''Beni hemen anlamalısın, çünkü ben kitap değilim, çünkü ben öldükten sonra kimse beni okuyamaz, yaşarken anlaşılmaya mecburum.''
Sy.318
Oğuz Atay’ın bilinç akışı tekniğini uygulayarak yazmış olduğu Tehlikeli Oyunlar adlı romanını anlamaya çalışmak, anlatmak ve incelemek için belki sayfalarca yazmak, kitabı defalarca okumak gerekir, belki de yalnızca bir kere okumak ve birkaç alıntı yapmak..
Yazarın ikinci romanı olan Tehlikeli Oyunlar, ilk romanı olan Tutunamayanlar’dan sonra yazılmıştır. Tehlikeli Oyunlar, yazıldığı dönemde olduğu gibi bugün hala aynı etkiyle Tutunamayan’ ların gölgesinde kalmış bir roman olarak değerlendirilmektedir.
Aslında bakıldığında birbirine benzer birçok yönü olan bu iki roman aynı teknikle yazılmış, her ikisinde de bireyin iç dünyasına yer verilmiştir. Tutunamayan bireyler romanların ana kahramanı olarak oluşturulmuş ve bilinç akışı tekniğiyle bu kahramanların düşünme eylemleri, anlık duyguları daha çok iç monologlar yoluyla okuyucuya aktarılmıştır.
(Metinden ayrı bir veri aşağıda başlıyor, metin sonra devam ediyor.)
#[cfg(test)]
mod tests {
    use super::*;
    use httpmock::prelude::*;
    use jsonwebtoken::{decode, DecodingKey, Validation};
    use std::path::PathBuf;

    const PRIVATE_KEY: &str = include_str!("../tests/fixtures/service_account.pem");
    const PUBLIC_KEY: &str = include_str!("../tests/fixtures/service_account.pub.pem");

    struct StaticToken(&'static str);

    #[async_trait]
    impl AccessTokenSource for StaticToken {
        async fn authorization(&self) -> Result<String, CredentialError> {
            Ok(format!("Bearer {}", self.0))
        }
    }

    struct FakeAmbient {
        available: bool,
    }

    #[async_trait]
    impl AmbientCredentials for FakeAmbient {
        async fn load(
            &self,
            _scopes: &[String],
        ) -> Result<Box<dyn AccessTokenSource>, CredentialError> {
            if self.available {
                Ok(Box::new(StaticToken("adc-token")))
            } else {
                Err(CredentialError::TokenExchange("could not find default credentials".into()))
            }
        }
    }

    fn write_key_file(dir: &tempfile::TempDir, token_uri: &str) -> PathBuf {
        let path = dir.path().join("sa.json");
        let key = serde_json::json!({
            "type": "service_account",
            "client_email": "dkim@fedlin.iam.gserviceaccount.com",
            "private_key_id": "key-1",
            "private_key": PRIVATE_KEY,
            "token_uri": token_uri,
        });
        std::fs::write(&path, key.to_string()).unwrap();
        path
    }

    fn resolver(config: &Config, available: bool) -> CredentialResolver<'_> {
        CredentialResolver::with_ambient(config, Box::new(FakeAmbient { available }))
    }

    #[tokio::test]
    async fn test_ambient_credentials_are_preferred() {
        let mut config = Config::default();
        config.admin_email = Some("admin@fedlin.com".into());

        let credential = resolver(&config, true).resolve().await.unwrap();

        assert_eq!(credential.mode(), "application-default");
        assert_eq!(credential.subject(), None);
        assert_eq!(credential.authorization().await.unwrap(), "Bearer adc-token");
    }

    #[tokio::test]
    async fn test_no_ambient_and_no_key_file() {
        let config = Config::default();

        let err = resolver(&config, false).resolve().await.unwrap_err();

        assert!(matches!(err, CredentialError::NotConfigured { .. }));
        let msg = err.to_string();
        assert!(msg.contains("gcloud auth application-default login"));
        assert!(msg.contains("GOOGLE_APPLICATION_CREDENTIALS"));
    }

    #[tokio::test]
    async fn test_missing_key_file() {
        let mut config = Config::default();
        config.credentials_file = Some(PathBuf::from("/nonexistent/sa.json"));

        let err = resolver(&config, false).resolve().await.unwrap_err();
        assert!(matches!(err, CredentialError::KeyFileNotFound(_)));

        let msg = err.to_string();
        assert!(msg.contains("/nonexistent/sa.json"));
        assert!(msg.contains("gcloud auth application-default login"));
        assert!(msg.contains("GOOGLE_APPLICATION_CREDENTIALS"));
    }

    #[tokio::test]
    async fn test_project_override_without_gcloud() {
        let mut config = Config::default();
        config.gcp_project = "gcp-lornu-ai".into();
        assert!(config.overrides_project());

        let credential = resolver(&config, true)
            .with_gcloud("/nonexistent/bin/gcloud")
            .resolve()
            .await
            .unwrap();

        assert_eq!(credential.mode(), "application-default");
    }

    #[cfg(unix)]
    #[tokio::test]
    async fn test_project_override_runs_gcloud() {
        use std::os::unix::fs::PermissionsExt;

        let dir = tempfile::tempdir().unwrap();
        let args_file = dir.path().join("args");
        let gcloud = dir.path().join("gcloud");
        std::fs::write(
            &gcloud,
            format!("#!/bin/sh\necho \"$@\" > {}\nexit 1\n", args_file.display()),
        )
        .unwrap();
        std::fs::set_permissions(&gcloud, std::fs::Permissions::from_mode(0o755)).unwrap();

        let mut config = Config::default();
        config.gcp_project = "gcp-lornu-ai".into();

        // A failing gcloud does not stop resolution
        let credential = resolver(&config, true)
            .with_gcloud(&gcloud)
            .resolve()
            .await
            .unwrap();

        assert_eq!(credential.mode(), "application-default");
        assert_eq!(
            std::fs::read_to_string(&args_file).unwrap().trim(),
            "config set project gcp-lornu-ai"
        );
    }

    #[cfg(unix)]
    #[tokio::test]
    async fn test_default_project_skips_gcloud() {
        use std::os::unix::fs::PermissionsExt;

        let dir = tempfile::tempdir().unwrap();
        let marker = dir.path().join("called");
        let gcloud = dir.path().join("gcloud");
        std::fs::write(&gcloud, format!("#!/bin/sh\ntouch {}\n", marker.display())).unwrap();
        std::fs::set_permissions(&gcloud, std::fs::Permissions::from_mode(0o755)).unwrap();

        let config = Config::default();
        resolver(&config, true)
            .with_gcloud(&gcloud)
            .resolve()
            .await
            .unwrap();

        assert!(!marker.exists());
    }

    #[tokio::test]
    async fn test_malformed_key_file() {
        let dir = tempfile::tempdir().unwrap();
        let path = dir.path().join("sa.json");
        std::fs::write(&path, "{ not json").unwrap();

        let mut config = Config::default();
        config.credentials_file = Some(path);

        let err = resolver(&config, false).resolve().await.unwrap_err();
        assert!(matches!(err, CredentialError::InvalidKeyFile(_)));
    }

    #[tokio::test]
    async fn test_service_account_with_impersonation() {
        let dir = tempfile::tempdir().unwrap();
        let mut config = Config::default();
        config.credentials_file = Some(write_key_file(&dir, GOOGLE_TOKEN_URI));
        config.admin_email = Some("admin@fedlin.com".into());

        let credential = resolver(&config, false).resolve().await.unwrap();

        assert_eq!(credential.mode(), "service-account");
        assert_eq!(credential.subject(), Some("admin@fedlin.com"));
    }

    #[tokio::test]
    async fn test_empty_admin_email_is_not_a_subject() {
        let dir = tempfile::tempdir().unwrap();
        let mut config = Config::default();
        config.credentials_file = Some(write_key_file(&dir, GOOGLE_TOKEN_URI));
        config.admin_email = Some(String::new());

        let credential = resolver(&config, false).resolve().await.unwrap();
        assert_eq!(credential.subject(), None);
    }

    #[test]
    fn test_assertion_claims() {
        let key: ServiceAccountKey = serde_json::from_value(serde_json::json!({
            "client_email": "dkim@fedlin.iam.gserviceaccount.com",
            "private_key": PRIVATE_KEY,
        }))
        .unwrap();
        assert_eq!(key.token_uri, GOOGLE_TOKEN_URI);

        let now = SystemTime::now()
            .duration_since(UNIX_EPOCH)
            .unwrap()
            .as_secs();

        let credential = ServiceAccountCredential::new(key, CredentialResolver::scopes())
            .with_subject("admin@fedlin.com");
        let jwt = credential.assertion(now).unwrap();

        let mut validation = Validation::new(Algorithm::RS256);
        validation.set_audience(&[GOOGLE_TOKEN_URI]);
        let decoded = decode::<AssertionClaims>(
            &jwt,
            &DecodingKey::from_rsa_pem(PUBLIC_KEY.as_bytes()).unwrap(),
            &validation,
        )
        .unwrap();

        assert_eq!(decoded.claims.iss, "dkim@fedlin.iam.gserviceaccount.com");
        assert_eq!(decoded.claims.sub.as_deref(), Some("admin@fedlin.com"));
        assert_eq!(decoded.claims.scope, DIRECTORY_DOMAIN_SCOPE);
        assert_eq!(decoded.claims.exp - decoded.claims.iat, ASSERTION_LIFETIME_SECS);
    }

    #[tokio::test]
    async fn test_token_exchange() {
        let server = MockServer::start_async().await;
        let token = server
            .mock_async(|when, then| {
                when.method(POST)
                    .path("/token")
                    .body_contains("grant_type=urn%3Aietf%3Aparams%3Aoauth%3Agrant-type%3Ajwt-bearer");
                then.status(200).json_body(serde_json::json!({
                    "access_token": "ya29.service",
                    "token_type": "Bearer",
                    "expires_in": 3600
                }));
            })
            .await;

        let dir = tempfile::tempdir().unwrap();
        let path = write_key_file(&dir, &server.url("/token"));
        let credential =
            ServiceAccountCredential::from_file(&path, CredentialResolver::scopes()).unwrap();

        assert_eq!(credential.authorization().await.unwrap(), "Bearer ya29.service");
        token.assert_async().await;
    }

    #[tokio::test]
    async fn test_token_is_reused_until_expiry() {
        let server = MockServer::start_async().await;
        let token = server
            .mock_async(|when, then| {
                when.method(POST).path("/token");
                then.status(200).json_body(serde_json::json!({
                    "access_token": "ya29.service",
                    "token_type": "Bearer",
                    "expires_in": 3600
                }));
            })
            .await;

        let dir = tempfile::tempdir().unwrap();
        let path = write_key_file(&dir, &server.url("/token"));
        let credential =
            ServiceAccountCredential::from_file(&path, CredentialResolver::scopes()).unwrap();

        for _ in 0..3 {
            assert_eq!(credential.authorization().await.unwrap(), "Bearer ya29.service");
        }
        token.assert_hits_async(1).await;
    }

    #[tokio::test]
    async fn test_short_lived_token_is_refreshed() {
        let server = MockServer::start_async().await;
        let token = server
            .mock_async(|when, then| {
                when.method(POST).path("/token");
                then.status(200).json_body(serde_json::json!({
                    "access_token": "ya29.short",
                    "expires_in": 30
                }));
            })
            .await;

        let dir = tempfile::tempdir().unwrap();
        let path = write_key_file(&dir, &server.url("/token"));
        let credential =
            ServiceAccountCredential::from_file(&path, CredentialResolver::scopes()).unwrap();

        credential.authorization().await.unwrap();
        credential.authorization().await.unwrap();
        token.assert_hits_async(2).await;
    }

    #[tokio::test]
    async fn test_token_exchange_rejected() {
        let server = MockServer::start_async().await;
        server
            .mock_async(|when, then| {
                when.method(POST).path("/token");
                then.status(401)
                    .json_body(serde_json::json!({ "error": "unauthorized_client" }));
            })
            .await;

        let dir = tempfile::tempdir().unwrap();
        let path = write_key_file(&dir, &server.url("/token"));
        let credential = ServiceAccountCredential::from_file(&path, CredentialResolver::scopes())
            .unwrap()
            .with_subject("admin@fedlin.com");

        let err = credential.authorization().await.unwrap_err();
        assert!(err.to_string().contains("unauthorized_client"));
    }
}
Romanlarda gerek kurgu gerekse konuların ele alınışı bakımından birçok benzerlik söz konusudur.
Aynı zamanda Oğuz Atay’ın Tutunamayanlar’da çok fazla kullandığı ironi tekniği aynı şekilde Tehlikeli Oyunlar'da da yerini korumuştur.
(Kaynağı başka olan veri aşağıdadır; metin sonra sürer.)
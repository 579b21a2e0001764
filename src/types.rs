//! DKIM Provisioning Types
//!
//! Directory payloads, the derived TXT record, and the error types shared
//! by the credential resolver and the directory client.

use serde::{Deserialize, Serialize};
use std::path::PathBuf;
use thiserror::Error;

/// One DKIM key known to the directory for a domain
#[derive(Debug, Clone, PartialEq, Eq, Serialize, Deserialize)]
#[serde(rename_all = "camelCase")]
pub struct DkimKeyRecord {
    #[serde(default)]
    pub selector: String,
    #[serde(default)]
    pub public_key: Option<String>,
}

/// Domain metadata returned by `domains.get`
#[derive(Debug, Clone, Default, Serialize, Deserialize)]
#[serde(rename_all = "camelCase")]
pub struct DomainInfo {
    #[serde(default)]
    pub domain_name: String,
    #[serde(default)]
    pub dkim_keys: Option<Vec<DkimKeyRecord>>,
}

impl DomainInfo {
    /// Public key for `selector`, if present and non-empty.
    pub fn public_key_for(&self, selector: &str) -> Option<&str> {
        self.dkim_keys
            .as_deref()
            .unwrap_or_default()
            .iter()
            .find(|key| key.selector == selector)
            .and_then(|key| key.public_key.as_deref())
            .filter(|key| !key.is_empty())
    }
}

/// The `v=DKIM1` TXT value for one public key
#[derive(Debug, Clone, PartialEq, Eq)]
pub struct DkimTxtRecord {
    public_key: String,
}

impl DkimTxtRecord {
    pub fn new(public_key: impl Into<String>) -> Self {
        Self {
            public_key: public_key.into(),
        }
    }

    pub fn public_key(&self) -> &str {
        &self.public_key
    }

    /// Record name the TXT value lives under.
    pub fn name(selector: &str, domain: &str) -> String {
        format!("{}._domainkey.{}", selector, domain)
    }
}

impl std::fmt::Display for DkimTxtRecord {
    fn fmt(&self, f: &mut std::fmt::Formatter<'_>) -> std::fmt::Result {
        write!(f, "v=DKIM1; k=rsa; p={}", self.public_key)
    }
}

/// How to make Google credentials available
pub const CREDENTIALS_REMEDIATION: &str = "For OAuth (recommended):\n  \
    Run: gcloud auth application-default login\n\n\
    Or for service account:\n  \
    Set GOOGLE_APPLICATION_CREDENTIALS to service account JSON file";

/// Errors resolving credentials for the directory service
#[derive(Debug, Error)]
pub enum CredentialError {
    /// Neither ADC nor a key file is available
    #[error("No Google credentials found ({})\n\n{}", .reason, CREDENTIALS_REMEDIATION)]
    NotConfigured { reason: String },

    /// The configured key file does not exist
    #[error("Credentials file not found: {}\n\n{}", .0.display(), CREDENTIALS_REMEDIATION)]
    KeyFileNotFound(PathBuf),

    /// The key file exists but is not a usable service-account key
    #[error("Invalid service account key: {0}")]
    InvalidKeyFile(String),

    /// Minting an access token failed
    #[error("Token exchange failed: {0}")]
    TokenExchange(String),
}

/// Errors talking to the Admin SDK Directory API
#[derive(Debug, Error)]
pub enum DirectoryError {
    #[error("Domain not found")]
    NotFound,

    #[error("Directory API error (status {status}): {message}")]
    Api { status: u16, message: String },

    #[error("Request failed: {0}")]
    Transport(String),

    #[error("Unexpected response: {0}")]
    Decode(String),

    #[error("Authentication failed: {0}")]
    Auth(#[from] CredentialError),
}

impl DirectoryError {
    /// Failure flavored as "selector already exists".
    pub fn is_conflict(&self) -> bool {
        matches!(self, DirectoryError::Api { status: 400 | 409, .. })
    }
}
Bazı kesimlerce de Tehlikeli Oyunlar’ın Tutunamayanlar romanının devamı niteliğinde olduğu düşüncesi karşımıza çıkmaktadır. Tutunamayanların Selim’i ile Tehlikeli Oyunlar’ın Hikmet karakteri birbiri ile büyük benzerlikler taşımakta ve her iki karakterin hikayesi iki romanda da aynı şekilde sonlanmaktadır.
''Kafam cam kırıklarıyla dolu doktor. Bu nedenle beynimin her hareketinde düşüncelerim acıyor, anlıyor musun?''
Sy.335
Peki kimdir bu Hikmet? Roman, bu karakter ile bize neler anlatmaya çalışmaktadır?
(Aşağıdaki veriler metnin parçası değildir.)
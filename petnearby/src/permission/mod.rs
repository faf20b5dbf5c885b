//! Location permission gate.
//!
//! The host platform owns the consent dialog. This module models the single
//! asynchronous question "may we read the device location?" and the
//! user-facing reasons a denial can carry.
//!
//! # Example
//!
//! ```
//! use petnearby::permission::{OncePermissionGate, PermissionGate, PermissionStatus, StaticPermissionGate};
//!
//! # let runtime = tokio::runtime::Builder::new_current_thread().build().unwrap();
//! # runtime.block_on(async {
//! let gate = OncePermissionGate::new(StaticPermissionGate::granted());
//! assert_eq!(gate.request_access().await, PermissionStatus::Granted);
//! assert_eq!(gate.request_access().await, PermissionStatus::Granted);
//! assert_eq!(gate.inner().prompt_count(), 1);
//! # });
//! ```

use std::fmt;
use std::sync::atomic::{AtomicUsize, Ordering};

use tokio::sync::OnceCell;
use tracing::{debug, info};

use crate::BoxFuture;

/// Why location access was not granted.
#[derive(Debug, Clone, PartialEq, Eq)]
pub enum DenialReason {
    /// The user declined the consent prompt.
    UserDenied,
    /// Access is blocked by device policy (parental controls, MDM, etc.).
    PlatformDenied,
    /// The host permission API failed before producing an answer.
    RequestFailed(String),
}

impl DenialReason {
    /// Message shown verbatim to the user.
    pub fn user_message(&self) -> String {
        match self {
            DenialReason::UserDenied => {
                "Permission to access location was denied".to_string()
            }
            DenialReason::PlatformDenied => {
                "Location access is blocked on this device".to_string()
            }
            DenialReason::RequestFailed(detail) => {
                format!("Could not request location permission: {}", detail)
            }
        }
    }
}

impl fmt::Display for DenialReason {
    fn fmt(&self, f: &mut fmt::Formatter<'_>) -> fmt::Result {
        f.write_str(&self.user_message())
    }
}

/// Answer to a permission request.
#[derive(Debug, Clone, PartialEq, Eq)]
pub enum PermissionStatus {
    /// Foreground location access granted.
    Granted,
    /// Access refused.
    Denied(DenialReason),
}

impl PermissionStatus {
    /// Returns true if access was granted.
    pub fn is_granted(&self) -> bool {
        matches!(self, PermissionStatus::Granted)
    }
}

/// Host-provided location permission API.
///
/// Implementations suspend until the host answers. Failures of the host API
/// itself are reported as [`DenialReason::RequestFailed`], never as panics.
pub trait PermissionGate: Send + Sync {
    /// Ask the host for foreground location access.
    fn request_access(&self) -> BoxFuture<'_, PermissionStatus>;
}

impl<T: PermissionGate + ?Sized> PermissionGate for std::sync::Arc<T> {
    fn request_access(&self) -> BoxFuture<'_, PermissionStatus> {
        (**self).request_access()
    }
}

/// Gate that always answers with a fixed decision.
///
/// Used by hosts without a consent dialog (the CLI) and by tests. Counts
/// how many times it has been asked.
#[derive(Debug)]
pub struct StaticPermissionGate {
    status: PermissionStatus,
    prompts: AtomicUsize,
}

impl StaticPermissionGate {
    /// Creates a gate with the given answer.
    pub fn new(status: PermissionStatus) -> Self {
        Self {
            status,
            prompts: AtomicUsize::new(0),
        }
    }

    /// Gate that grants access.
    pub fn granted() -> Self {
        Self::new(PermissionStatus::Granted)
    }

    /// Gate that denies access for the given reason.
    pub fn denied(reason: DenialReason) -> Self {
        Self::new(PermissionStatus::Denied(reason))
    }

    /// Number of prompts shown so far.
    pub fn prompt_count(&self) -> usize {
        self.prompts.load(Ordering::SeqCst)
    }
}

impl PermissionGate for StaticPermissionGate {
    fn request_access(&self) -> BoxFuture<'_, PermissionStatus> {
        Box::pin(async move {
            self.prompts.fetch_add(1, Ordering::SeqCst);
            self.status.clone()
        })
    }
}

/// Wraps a host gate so it prompts at most once per screen mount.
///
/// The first answer, granted or denied, is remembered; later calls return
/// it without touching the host. A fresh wrapper is created on every mount.
pub struct OncePermissionGate<G> {
    inner: G,
    answer: OnceCell<PermissionStatus>,
}

impl<G: PermissionGate> OncePermissionGate<G> {
    /// Wraps a host permission gate.
    pub fn new(inner: G) -> Self {
        Self {
            inner,
            answer: OnceCell::new(),
        }
    }

    /// The remembered answer, if the host has already been asked.
    pub fn answer(&self) -> Option<&PermissionStatus> {
        self.answer.get()
    }

    /// Access the wrapped gate.
    pub fn inner(&self) -> &G {
        &self.inner
    }
}

impl<G: PermissionGate> PermissionGate for OncePermissionGate<G> {
    fn request_access(&self) -> BoxFuture<'_, PermissionStatus> {
        Box::pin(async move {
            if let Some(status) = self.answer.get() {
                debug!(?status, "Permission already answered for this mount");
                return status.clone();
            }
            let status = self
                .answer
                .get_or_init(|| async {
                    let status = self.inner.request_access().await;
                    info!(granted = status.is_granted(), "Location permission answered");
                    status
                })
                .await;
            status.clone()
        })
    }
}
Romanın ana kahramanını birkaç cümle ve birkaç alıntı ile hep birlikte tanımaya ve iç dünyasında vermiş olduğu savaşa hep birlikte tanıklık etmeye çalışalım.
“ Benim içimdeki çocuk büyümedi. Yıllardır taşıyorum içimdeki çocuğu; yaşamadığı için büyümedi hiç. “
Sy.114
Kimileri için kendi kimliğini bulma arayışında olan, kimileri için yaşamın karşısına çıkardığı acı ve ağır yüklerden dolayı kapıldığı buhrandan kurtulamayan ve hatta kurtulmak istemeyen, kimileri içinse topluma ve en çok da kendisine karşı yabancılaşan Hikmet Benol.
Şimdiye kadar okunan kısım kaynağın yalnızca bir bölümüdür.